In this case study, apart from applying the techniques you have learnt in EDA, you will also develop a basic understanding of risk analytics in banking and financial services and understand how data is used to minimise the risk of losing money while lending to customers.
You work for a consumer finance company which specialises in lending various types of loans to urban customers. When the company receives a loan application, the company has to make a decision for loan approval based on the applicant’s profile.
Two types of risks are associated with the bank’s decision:
- If the applicant is likely to repay the loan, then not approving the loan results in a loss of business to the company
- If the applicant is not likely to repay the loan, i.e. he/she is likely to default, then approving the loan may lead to a financial loss for the company
The data contains the information about past loan applicants and whether they ‘defaulted’ or not. The aim is to identify patterns which indicate if a person is likely to default, which may be used for taking actions such as denying the loan, reducing the amount of loan, lending (to risky applicants) at a higher interest rate, etc.

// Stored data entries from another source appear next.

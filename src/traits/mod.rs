// Copyright (c) 2025 Steve Wagner (ciroque@live.com)
// SPDX-License-Identifier: MIT

pub mod queue;
pub mod repository;
pub mod variables;

pub use queue::TaskQueue;
pub use repository::ExampleRepository;
pub use variables::VariableGenerator;
// Copyright (c) 2025 Steve Wagner (ciroque@live.com)
// SPDX-License-Identifier: MIT

mod config;
mod expression;
mod plan;
mod service;

pub use config::{ConfigError, ConfigValidationError};
pub use expression::{ExpressionError, MALFORMED_EXPRESSION};
pub use plan::{PlanError, PlanValidationError, PlanningError};
pub use service::{QueueError, RepositoryError, ServiceError};
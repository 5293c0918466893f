use std::env;
use std::fs;
use std::path::PathBuf;

fn main() {
    let out = PathBuf::from(env::var("OUT_DIR").unwrap());
    fs::copy("memory.x", out.join("memory.x")).unwrap();
    println!("cargo:rustc-link-search={}", out.display());
    println!("cargo:rerun-if-changed=memory.x");

    println!("cargo:rustc-link-arg-bins=--nmagic");
    println!("cargo:rustc-link-arg-bins=-Tlink.x");
    println!("cargo:rustc-link-arg-bins=-Tdefmt.x");
    println!("cargo:rustc-link-arg-tests=--nmagic");
    println!("cargo:rustc-link-arg-tests=-Tlink.x");
    println!("cargo:rustc-link-arg-tests=-Tdefmt.x");

    // The crash log compares the first 19 bytes, the timestamp fills them exactly
    println!("cargo:rerun-if-env-changed=OTAGUARD_BUILD_INFO");
    if env::var("OTAGUARD_BUILD_INFO").is_err() {
        let build_info = chrono::Utc::now().format("%Y-%m-%d %H:%M:%S");
        println!("cargo:rustc-env=OTAGUARD_BUILD_INFO={build_info}");
    }
}
use defmt::{error, info};
use embassy_nrf::Peri;
use embassy_nrf::peripherals::NVMC;
use otaguard_common::config::GuardConfig;
use otaguard_common::guard::CrashGuard;
use otaguard_common::hook::CrashHook;

use crate::boot::EmbassyBootloader;
use crate::flash::{Flash, FlashPartition};
use crate::runtime::{FAULT_HANDLER, RtcClock};

pub type NrfCrashGuard = CrashGuard<FlashPartition, EmbassyBootloader, RtcClock>;

pub static CRASH_HOOK: CrashHook<FlashPartition, EmbassyBootloader, RtcClock> = CrashHook::new();

/// Arms the crash guard. Call it first thing after boot.
///
/// The running image is confirmed with the bootloader, from now on only the crash guard decides
/// about rolling back.
pub fn init(
    nvmc: Peri<'static, NVMC>,
    build_info: &'static str,
    max_crash_count: u8,
    crash_window_ms: u32,
) {
    info!("Build info: {}", build_info);
    let flash = Flash::new(nvmc);
    let mut bootloader = EmbassyBootloader::new(flash.bootloader_state());
    if let Err(err) = bootloader.confirm() {
        error!("Cannot confirm the running image: {}", err);
    }

    let config = GuardConfig {
        build_info,
        max_crashes: max_crash_count,
        crash_window_ms,
        region_base: 0,
    };
    let guard: NrfCrashGuard = CrashGuard::new(flash.crash_log(), bootloader, RtcClock, config);
    CRASH_HOOK.init(guard, &FAULT_HANDLER);
}
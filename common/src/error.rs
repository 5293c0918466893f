use thiserror::Error;

#[derive(Debug, Error, Eq, PartialEq, Clone, Copy)]
#[cfg_attr(feature = "defmt", derive(defmt::Format))]
pub enum Error {
    #[error("Buffer too small")]
    BufferTooSmallError,
    #[error("Flash I/O error")]
    FlashError,
    #[error("Crash log is full")]
    LogFull,
    #[error("Bootloader error")]
    BootloaderError,
}
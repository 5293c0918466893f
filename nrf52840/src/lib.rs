#![no_std]

pub mod boot;
pub mod flash;
pub mod guard;
pub mod runtime;

use defmt_rtt as _;
use panic_probe as _;

// Panics end up in HardFault, so they are handled by the crash guard as well
#[defmt::panic_handler]
fn panic() -> ! {
    cortex_m::asm::udf()
}

/// Hardfault handler.
///
/// Runs the registered crash handler, which may roll back to the previous image, then resets.
#[cortex_m_rt::exception]
unsafe fn HardFault(_frame: &cortex_m_rt::ExceptionFrame) -> ! {
    runtime::FAULT_HANDLER.invoke();
    cortex_m::peripheral::SCB::sys_reset()
}
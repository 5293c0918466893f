use embassy_time::Instant;
use otaguard_common::runtime::{HandlerSlot, TickSource};

/// Handler run by the HardFault exception.
pub static FAULT_HANDLER: HandlerSlot = HandlerSlot::new();

/// Milliseconds since boot from the embassy time driver (RTC1).
pub struct RtcClock;

impl TickSource for RtcClock {
    const TICK_MS: u32 = 1;

    fn ticks(&self) -> u32 {
        Instant::now().as_millis() as u32
    }
}
/// Default number of crashes tracked before rolling back.
pub const DEFAULT_MAX_CRASHES: u8 = 10;
/// Crashes closer than this to the previous one count as a crash loop.
pub const DEFAULT_CRASH_WINDOW_MS: u32 = 500;
/// Default flash offset of the crash log.
pub const DEFAULT_REGION_BASE: u32 = 0x30_0000;

#[derive(Clone, Copy, Debug, PartialEq, Eq)]
#[cfg_attr(feature = "defmt", derive(defmt::Format))]
pub struct GuardConfig {
    /// Identifier of the running build, only the first 19 bytes are stored.
    pub build_info: &'static str,
    /// Number of quick successive crashes that triggers a rollback.
    pub max_crashes: u8,
    /// Maximum distance of two crashes that belong to the same crash loop.
    pub crash_window_ms: u32,
    /// Flash offset of the crash log, has to be aligned to an erase sector.
    pub region_base: u32,
}

impl Default for GuardConfig {
    fn default() -> Self {
        Self {
            build_info: "",
            max_crashes: DEFAULT_MAX_CRASHES,
            crash_window_ms: DEFAULT_CRASH_WINDOW_MS,
            region_base: DEFAULT_REGION_BASE,
        }
    }
}
use core::cell::RefCell;

use embassy_embedded_hal::flash::partition::BlockingPartition;
use embassy_nrf::Peri;
use embassy_nrf::nvmc::Nvmc;
use embassy_nrf::peripherals::NVMC;
use embassy_sync::blocking_mutex::{Mutex, raw::CriticalSectionRawMutex};
use static_cell::StaticCell;

unsafe extern "C" {
    // These symbols are provided by the linker script (memory.x)
    unsafe static _crash_log_start: u32;
    unsafe static _crash_log_end: u32;
    unsafe static __bootloader_state_start: u32;
    unsafe static __bootloader_state_end: u32;
}

/// NVMC shared by the crash log and the bootloader state. The lock has to work from the
/// HardFault handler, hence the critical section.
pub type SharedNvmc = Mutex<CriticalSectionRawMutex, RefCell<Nvmc<'static>>>;
pub type FlashPartition = BlockingPartition<'static, CriticalSectionRawMutex, Nvmc<'static>>;

static NVMC: StaticCell<SharedNvmc> = StaticCell::new();

/// A wrapper around the NVMC handing out the flash partitions we write to.
pub struct Flash {
    nvmc: &'static SharedNvmc,
}

impl Flash {
    pub fn new(nvmc: Peri<'static, NVMC>) -> Self {
        let nvmc = NVMC.init(Mutex::new(RefCell::new(Nvmc::new(nvmc))));
        Self { nvmc }
    }

    /// Partition holding the crash records, starts at offset 0.
    pub fn crash_log(&self) -> FlashPartition {
        let (start, end) = unsafe {
            (
                &_crash_log_start as *const u32 as u32,
                &_crash_log_end as *const u32 as u32,
            )
        };
        BlockingPartition::new(self.nvmc, start, end - start)
    }

    /// Partition with the embassy-boot state.
    pub fn bootloader_state(&self) -> FlashPartition {
        let (start, end) = unsafe {
            (
                &__bootloader_state_start as *const u32 as u32,
                &__bootloader_state_end as *const u32 as u32,
            )
        };
        BlockingPartition::new(self.nvmc, start, end - start)
    }
}
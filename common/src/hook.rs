use core::cell::RefCell;

#[cfg(feature = "defmt")]
use defmt::{debug, error, info, warn};
use embassy_sync::blocking_mutex::{Mutex, raw::CriticalSectionRawMutex};
use embedded_storage::nor_flash::NorFlash;
#[cfg(not(feature = "defmt"))]
use log::{debug, error, info, warn};

use crate::boot::Bootloader;
use crate::guard::CrashGuard;
use crate::runtime::{CrashHandler, ExceptionHooks, TickSource};

struct HookState<F, B, C> {
    guard: Option<CrashGuard<F, B, C>>,
    fired: bool,
}

/// Connects a [`CrashGuard`] to the global exception handler of the runtime.
///
/// Meant to live in a `static`. Until [`CrashHook::init`] is called the hook does nothing, and
/// it handles at most one crash per `init`.
pub struct CrashHook<F, B, C> {
    state: Mutex<CriticalSectionRawMutex, RefCell<HookState<F, B, C>>>,
}

impl<F, B, C> CrashHook<F, B, C> {
    pub const fn new() -> Self {
        Self {
            state: Mutex::new(RefCell::new(HookState {
                guard: None,
                fired: false,
            })),
        }
    }

    /// Whether the next crash will be handled.
    pub fn is_armed(&self) -> bool {
        self.state.lock(|state| {
            let state = state.borrow();
            state.guard.is_some() && !state.fired
        })
    }
}

impl<F, B, C> Default for CrashHook<F, B, C> {
    fn default() -> Self {
        Self::new()
    }
}

impl<F, B, C> CrashHook<F, B, C>
where
    F: NorFlash + Send + 'static,
    B: Bootloader + Send + 'static,
    C: TickSource + Send + 'static,
{
    /// Arms the hook with `guard` and installs it as the exception handler.
    ///
    /// A second call replaces the guard and re-arms the hook, even after a handled crash. The
    /// hook stays the only installed handler.
    pub fn init(&'static self, mut guard: CrashGuard<F, B, C>, hooks: &impl ExceptionHooks) {
        guard.report();
        self.state.lock(|state| {
            let mut state = state.borrow_mut();
            state.guard = Some(guard);
            state.fired = false;
        });
        hooks.set_exception_handler(self);
    }
}

impl<F, B, C> CrashHandler for CrashHook<F, B, C>
where
    F: NorFlash + Send,
    B: Bootloader + Send,
    C: TickSource + Send,
{
    fn on_crash(&self) {
        // The guard runs outside of the critical section, it may never come back
        let guard = self.state.lock(|state| {
            let mut state = state.borrow_mut();
            if state.fired {
                warn!("Crash already handled");
                return None;
            }
            state.fired = state.guard.is_some();
            state.guard.take()
        });
        let Some(mut guard) = guard else {
            debug!("Crash guard not armed");
            return;
        };

        match guard.on_crash() {
            Ok(verdict) => info!("Crash handled: {:?}", verdict),
            Err(err) => error!("Crash guard failed: {}", err),
        }
        self.state.lock(|state| state.borrow_mut().guard = Some(guard));
    }
}
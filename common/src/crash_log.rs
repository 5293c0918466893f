#[cfg(feature = "defmt")]
use defmt::debug;
use embedded_storage::nor_flash::NorFlash;
#[cfg(not(feature = "defmt"))]
use log::debug;

use crate::error::Error;
use crate::record::{CrashRecord, RECORD_SIZE, RawRecord, is_erased};
use crate::store::FlashRecordStore;

/// Append-only log of crash records.
///
/// Written records form a contiguous prefix of the region, the first erased slot marks the end.
/// Nothing else is persisted, so a scan is all it takes to recover the state after a reset.
pub struct CrashLog<F> {
    store: FlashRecordStore<F>,
}

impl<F: NorFlash> CrashLog<F> {
    pub fn new(store: FlashRecordStore<F>) -> Self {
        Self { store }
    }

    pub fn capacity(&self) -> u8 {
        self.store.slots()
    }

    fn read_raw(&mut self, slot: u8) -> crate::Result<RawRecord> {
        let mut raw = [0; RECORD_SIZE];
        let offset = self.store.slot_offset(slot);
        self.store.read(offset, &mut raw)?;
        Ok(raw)
    }

    /// Index of the first erased slot, `None` if all slots are taken.
    pub fn find_next_empty_slot(&mut self) -> crate::Result<Option<u8>> {
        for slot in 0..self.capacity() {
            if is_erased(&self.read_raw(slot)?) {
                return Ok(Some(slot));
            }
        }
        Ok(None)
    }

    /// Number of records in the log.
    pub fn len(&mut self) -> crate::Result<u8> {
        Ok(self.find_next_empty_slot()?.unwrap_or(self.capacity()))
    }

    pub fn is_empty(&mut self) -> crate::Result<bool> {
        Ok(self.len()? == 0)
    }

    /// Reads the record at `slot`, `None` if the slot is erased.
    pub fn read_slot(&mut self, slot: u8) -> crate::Result<Option<CrashRecord>> {
        let raw = self.read_raw(slot)?;
        if is_erased(&raw) {
            Ok(None)
        } else {
            CrashRecord::decode(&raw).map(Some)
        }
    }

    /// The most recent record.
    pub fn read_tail(&mut self) -> crate::Result<Option<CrashRecord>> {
        match self.len()? {
            0 => Ok(None),
            len => self.read_slot(len - 1),
        }
    }

    /// Writes `record` into the first erased slot and returns the slot index.
    pub fn append(&mut self, record: &CrashRecord) -> crate::Result<u8> {
        let slot = self.find_next_empty_slot()?.ok_or(Error::LogFull)?;
        self.write_slot(slot, record)?;
        Ok(slot)
    }

    fn write_slot(&mut self, slot: u8, record: &CrashRecord) -> crate::Result<()> {
        debug!("Writing crash record to slot {}", slot);
        let offset = self.store.slot_offset(slot);
        self.store.write(offset, &record.encode())
    }

    /// Erases the whole log.
    pub fn reset(&mut self) -> crate::Result<()> {
        debug!("Erasing crash log");
        self.store.erase_region()
    }

    pub fn store(&self) -> &FlashRecordStore<F> {
        &self.store
    }
}
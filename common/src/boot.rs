#[cfg(feature = "defmt")]
use defmt::info;
use heapless::Vec;
#[cfg(not(feature = "defmt"))]
use log::info;

/// Maximum number of ROM slots we keep track of.
pub const MAX_BOOT_SLOTS: usize = 4;

/// Boot configuration as reported by the bootloader.
#[derive(Clone, Debug, Default, PartialEq, Eq)]
#[cfg_attr(feature = "defmt", derive(defmt::Format))]
pub struct BootSlots {
    /// Index of the slot we are running from.
    pub current: u8,
    /// Number of bootable slots.
    pub count: u8,
    /// Flash offset of each slot, may be empty if the bootloader doesn't expose it.
    pub offsets: Vec<u32, MAX_BOOT_SLOTS>,
}

impl BootSlots {
    pub fn new(current: u8, count: u8) -> Self {
        Self {
            current,
            count,
            offsets: Vec::new(),
        }
    }

    /// The slot to fall back to, wraps around. A device without slots counts as a single slot.
    pub fn next_slot(&self) -> u8 {
        let count = u16::from(self.count.max(1));
        ((u16::from(self.current) + 1) % count) as u8
    }

    pub fn has_alternate(&self) -> bool {
        self.count > 1
    }

    pub fn log(&self) {
        info!("Running on boot slot {} / {}", self.current, self.count);
        for (idx, offset) in self.offsets.iter().enumerate() {
            let marker = if idx == usize::from(self.current) { '*' } else { ' ' };
            info!("{}{}: offset {:#x}", marker, idx, offset);
        }
    }
}

/// The primitives the bootloader exposes to the application.
pub trait Bootloader {
    /// Returns the active slot and the slot table.
    fn boot_slots(&mut self) -> crate::Result<BootSlots>;

    /// Makes `slot` the one booted after the next restart.
    fn set_active_slot(&mut self, slot: u8) -> crate::Result<()>;

    /// Restarts the device, never returns.
    fn restart(&mut self) -> !;
}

In this case study, you will use EDA to understand how consumer attributes and loan attributes influence the tendency of default.
If one is able to identify these risky loan applicants, then such loans can be reduced thereby cutting down the amount of credit loss. Identification of such applicants using EDA is the aim of this case study.
In other words, the company wants to understand the driving factors (or driver variables) behind loan default, i.e. the variables which are strong indicators of default. The company can utilise this knowledge for its portfolio and risk assessment.